_Exercise brief:_
How many lines of the records hold the string "true"? Reply with the number alone.

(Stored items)
--- START ---

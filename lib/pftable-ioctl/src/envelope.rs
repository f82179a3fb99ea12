// This Source Code Form is subject to the terms of the Mozilla Public
// License, v. 2.0. If a copy of the MPL was not distributed with this
// file, You can obtain one at https://mozilla.org/MPL/2.0/.

// Copyright 2026 Oxide Computer Company

//! The `pfioc_table` argument of a table request.
//!
//! The envelope is built as a byte image laid out by the target's
//! [`EnvelopeLayout`] rather than as a `repr(C)` struct, so that one
//! binary can speak to any target the ABI description covers.

use super::Error;
use pftable_api::EnvelopeLayout;
use pftable_api::PlatformAbi;
use pftable_api::RecordBuf;
use pftable_api::TableName;

/// One request envelope together with the record buffer it points at.
///
/// An envelope is built for a single request and dropped afterwards.
/// It owns its records, and the buffer pointer and element count are
/// written from them immediately before every call, so the kernel
/// never sees a pointer to a buffer that has moved or a count larger
/// than the buffer.
#[derive(Debug)]
pub(crate) struct TableIoc {
    layout: EnvelopeLayout,
    bytes: Vec<u8>,
    records: RecordBuf,
    // `records.len()`, checked to fit the size field.
    count: i32,
}

impl TableIoc {
    pub(crate) fn new(
        abi: &PlatformAbi,
        table: &TableName,
        records: RecordBuf,
    ) -> Result<Self, Error> {
        let layout = abi.envelope;
        let mut bytes = vec![0u8; layout.size];
        let name_start = layout.table_name_offset;
        table.write_field(
            &mut bytes[name_start..name_start + abi.table_name_size],
        )?;

        let esize = i32::try_from(records.record_size())
            .map_err(|_| Error::TooLarge(records.record_size()))?;
        let count = i32::try_from(records.len())
            .map_err(|_| Error::TooLarge(records.len()))?;

        let mut ioc = Self { layout, bytes, records, count };
        ioc.put_i32(layout.esize_offset, esize);
        ioc.put_i32(layout.size_offset, count);
        Ok(ioc)
    }

    fn put_i32(&mut self, offset: usize, val: i32) {
        self.bytes[offset..offset + 4].copy_from_slice(&val.to_ne_bytes());
    }

    fn get_i32(&self, offset: usize) -> i32 {
        let mut raw = [0u8; 4];
        raw.copy_from_slice(&self.bytes[offset..offset + 4]);
        i32::from_ne_bytes(raw)
    }

    fn get_count(
        &self,
        field: &'static str,
        offset: usize,
    ) -> Result<usize, Error> {
        let value = self.get_i32(offset);
        usize::try_from(value).map_err(|_| Error::BadCount { field, value })
    }

    /// The element count: the capacity on the way in, the number of
    /// entries in the table on the way out of a get.
    pub(crate) fn size(&self) -> Result<usize, Error> {
        self.get_count("size", self.layout.size_offset)
    }

    pub(crate) fn nadd(&self) -> Result<usize, Error> {
        self.get_count("nadd", self.layout.nadd_offset)
    }

    pub(crate) fn ndel(&self) -> Result<usize, Error> {
        self.get_count("ndel", self.layout.ndel_offset)
    }

    pub(crate) fn nchange(&self) -> Result<usize, Error> {
        self.get_count("nchange", self.layout.nchange_offset)
    }

    pub(crate) fn esize(&self) -> usize {
        self.records.record_size()
    }

    /// Point the envelope at its own record buffer and return the
    /// argument to hand to ioctl(2).
    pub(crate) fn prepare(&mut self) -> *mut u8 {
        self.put_i32(self.layout.size_offset, self.count);

        let buf = if self.records.is_empty() {
            core::ptr::null_mut()
        } else {
            self.records.as_mut_bytes().as_mut_ptr()
        };
        let off = self.layout.buffer_offset;
        self.bytes[off..off + size_of::<usize>()]
            .copy_from_slice(&(buf as usize).to_ne_bytes());

        self.bytes.as_mut_ptr()
    }

    /// Issue the request on `fd`.
    pub(crate) fn fire(
        &mut self,
        fd: libc::c_int,
        code: u64,
    ) -> std::io::Result<()> {
        let arg = self.prepare();

        // Safety: `arg` points at an envelope of `layout.size` bytes
        // whose buffer field points at `records`, which holds exactly
        // as many elements of `esize` bytes as the size field claims.
        // Both stay borrowed through `self` for the whole call.
        let ret = unsafe { ioctl(fd, code, arg) };
        if ret == -1 {
            return Err(std::io::Error::last_os_error());
        }

        Ok(())
    }

    pub(crate) fn into_records(self) -> RecordBuf {
        self.records
    }

    #[cfg(test)]
    fn bytes(&self) -> &[u8] {
        &self.bytes
    }
}

unsafe fn ioctl<T>(fd: libc::c_int, req: u64, arg: *mut T) -> libc::c_int {
    // The request argument is an unsigned long on most systems and an
    // int on others; let the cast follow whatever libc declares.
    unsafe { libc::ioctl(fd, req as _, arg) }
}
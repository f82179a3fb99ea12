// This Source Code Form is subject to the terms of the Mozilla Public
// License, v. 2.0. If a copy of the MPL was not distributed with this
// file, You can obtain one at https://mozilla.org/MPL/2.0/.

// Copyright 2026 Oxide Computer Company

use core::fmt;
use core::fmt::Display;
use core::str::FromStr;
use serde::Deserialize;
use serde::Serialize;
use std::net::IpAddr;
use thiserror::Error;

pub const IPV4_WIDTH: u8 = 32;
pub const IPV6_WIDTH: u8 = 128;

/// Errors building or parsing a [`TableAddr`].
#[derive(Clone, Debug, Eq, Error, PartialEq)]
pub enum AddrError {
    #[error("bad IP: {0}")]
    BadIp(String),

    #[error("bad prefix length: {0}")]
    BadPrefix(String),

    #[error("bad {family} prefix length: {len}")]
    PrefixTooLong { family: &'static str, len: u8 },
}

/// One entry of an address table.
///
/// An entry is either a host or a network (an address plus a prefix
/// length), and may be negated. A prefix as long as the address itself
/// names a single host, so it is stored as a host entry; this is also
/// how the kernel stores it.
#[derive(
    Clone,
    Copy,
    Debug,
    Deserialize,
    Eq,
    Hash,
    Ord,
    PartialEq,
    PartialOrd,
    Serialize,
)]
#[serde(try_from = "String", into = "String")]
pub struct TableAddr {
    ip: IpAddr,
    prefix_len: Option<u8>,
    negated: bool,
}

fn family_name(ip: &IpAddr) -> &'static str {
    match ip {
        IpAddr::V4(_) => "IPv4",
        IpAddr::V6(_) => "IPv6",
    }
}

impl TableAddr {
    /// A single host.
    pub fn host(ip: impl Into<IpAddr>) -> Self {
        Self { ip: ip.into(), prefix_len: None, negated: false }
    }

    /// A network of `prefix_len` leading bits.
    ///
    /// The address is kept as given; host bits are not masked off.
    pub fn network(
        ip: impl Into<IpAddr>,
        prefix_len: u8,
    ) -> Result<Self, AddrError> {
        let ip = ip.into();
        let width = Self::width_of(&ip);
        if prefix_len > width {
            return Err(AddrError::PrefixTooLong {
                family: family_name(&ip),
                len: prefix_len,
            });
        }

        let prefix_len = (prefix_len != width).then_some(prefix_len);
        Ok(Self { ip, prefix_len, negated: false })
    }

    /// Return this entry with its negation flag set.
    pub fn negated(self) -> Self {
        Self { negated: true, ..self }
    }

    /// Return this entry with its negation flag set to `negated`.
    pub fn with_negation(self, negated: bool) -> Self {
        Self { negated, ..self }
    }

    pub fn ip(&self) -> IpAddr {
        self.ip
    }

    /// The prefix length, or `None` for a host entry.
    pub fn prefix_len(&self) -> Option<u8> {
        self.prefix_len
    }

    /// The number of significant bits: the prefix length of a
    /// network, or the full address width of a host.
    pub fn effective_prefix_len(&self) -> u8 {
        self.prefix_len.unwrap_or_else(|| self.width())
    }

    pub fn is_host(&self) -> bool {
        self.prefix_len.is_none()
    }

    pub fn is_negated(&self) -> bool {
        self.negated
    }

    pub fn is_ipv4(&self) -> bool {
        self.ip.is_ipv4()
    }

    /// The width in bits of this entry's address family.
    pub fn width(&self) -> u8 {
        Self::width_of(&self.ip)
    }

    fn width_of(ip: &IpAddr) -> u8 {
        match ip {
            IpAddr::V4(_) => IPV4_WIDTH,
            IpAddr::V6(_) => IPV6_WIDTH,
        }
    }
}

impl From<IpAddr> for TableAddr {
    fn from(ip: IpAddr) -> Self {
        Self::host(ip)
    }
}

impl FromStr for TableAddr {
    type Err = AddrError;

    /// Parse pf's table entry syntax: `[!]address[/prefix]`.
    fn from_str(val: &str) -> Result<Self, Self::Err> {
        let (negated, rest) = match val.strip_prefix('!') {
            Some(rest) => (true, rest),
            None => (false, val),
        };

        let (ip_s, prefix_s) = match rest.split_once('/') {
            Some((ip_s, prefix_s)) => (ip_s, Some(prefix_s)),
            None => (rest, None),
        };

        let ip: IpAddr =
            ip_s.parse().map_err(|e| AddrError::BadIp(format!("{e}")))?;

        let addr = match prefix_s {
            Some(p) => {
                let len = p
                    .parse::<u8>()
                    .map_err(|e| AddrError::BadPrefix(format!("{e}")))?;
                Self::network(ip, len)?
            }

            None => Self::host(ip),
        };

        Ok(addr.with_negation(negated))
    }
}

impl TryFrom<String> for TableAddr {
    type Error = AddrError;

    fn try_from(s: String) -> Result<Self, Self::Error> {
        s.parse()
    }
}

impl From<TableAddr> for String {
    fn from(addr: TableAddr) -> Self {
        addr.to_string()
    }
}

impl Display for TableAddr {
    fn fmt(&self, f: &mut fmt::Formatter) -> fmt::Result {
        if self.negated {
            write!(f, "!")?;
        }

        match self.prefix_len {
            Some(len) => write!(f, "{}/{len}", self.ip),
            None => write!(f, "{}", self.ip),
        }
    }
}

#[cfg(test)]
mod test {
    use super::*;
    use std::net::Ipv4Addr;
    use std::net::Ipv6Addr;

    #[test]
    fn parse_host() {
        let addr: TableAddr = "192.168.2.9".parse().unwrap();
        assert_eq!(addr, TableAddr::host(Ipv4Addr::new(192, 168, 2, 9)));
        assert!(addr.is_host());
        assert_eq!(addr.effective_prefix_len(), 32);
    }

    #[test]
    fn parse_network_and_negation() {
        let addr: TableAddr = "!fd00:1122::/48".parse().unwrap();
        assert!(addr.is_negated());
        assert_eq!(addr.prefix_len(), Some(48));
        assert_eq!(addr.ip(), "fd00:1122::".parse::<Ipv6Addr>().unwrap());
        assert_eq!(addr.to_string(), "!fd00:1122::/48");
    }

    #[test]
    fn full_prefix_is_host() {
        let a: TableAddr = "10.0.0.1/32".parse().unwrap();
        assert_eq!(a, "10.0.0.1".parse().unwrap());
        assert_eq!(a.to_string(), "10.0.0.1");

        let b = TableAddr::network(Ipv6Addr::LOCALHOST, 128).unwrap();
        assert!(b.is_host());
    }

    #[test]
    fn host_bits_are_kept() {
        let a: TableAddr = "192.168.2.9/24".parse().unwrap();
        assert_eq!(a.to_string(), "192.168.2.9/24");
    }

    #[test]
    fn bad_prefix_len() {
        assert_eq!(
            "192.168.2.9/33".parse::<TableAddr>(),
            Err(AddrError::PrefixTooLong { family: "IPv4", len: 33 })
        );
        assert_eq!(
            "fd01:dead:beef::1/129".parse::<TableAddr>(),
            Err(AddrError::PrefixTooLong { family: "IPv6", len: 129 })
        );
        assert!(matches!(
            "10.0.0.0/x".parse::<TableAddr>(),
            Err(AddrError::BadPrefix(_))
        ));
    }

    #[test]
    fn bad_ip() {
        assert!(matches!(
            "192.168.33.256".parse::<TableAddr>(),
            Err(AddrError::BadIp(_))
        ));
        assert!(matches!("".parse::<TableAddr>(), Err(AddrError::BadIp(_))));
    }
}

--- END ---

_Written answer:_
2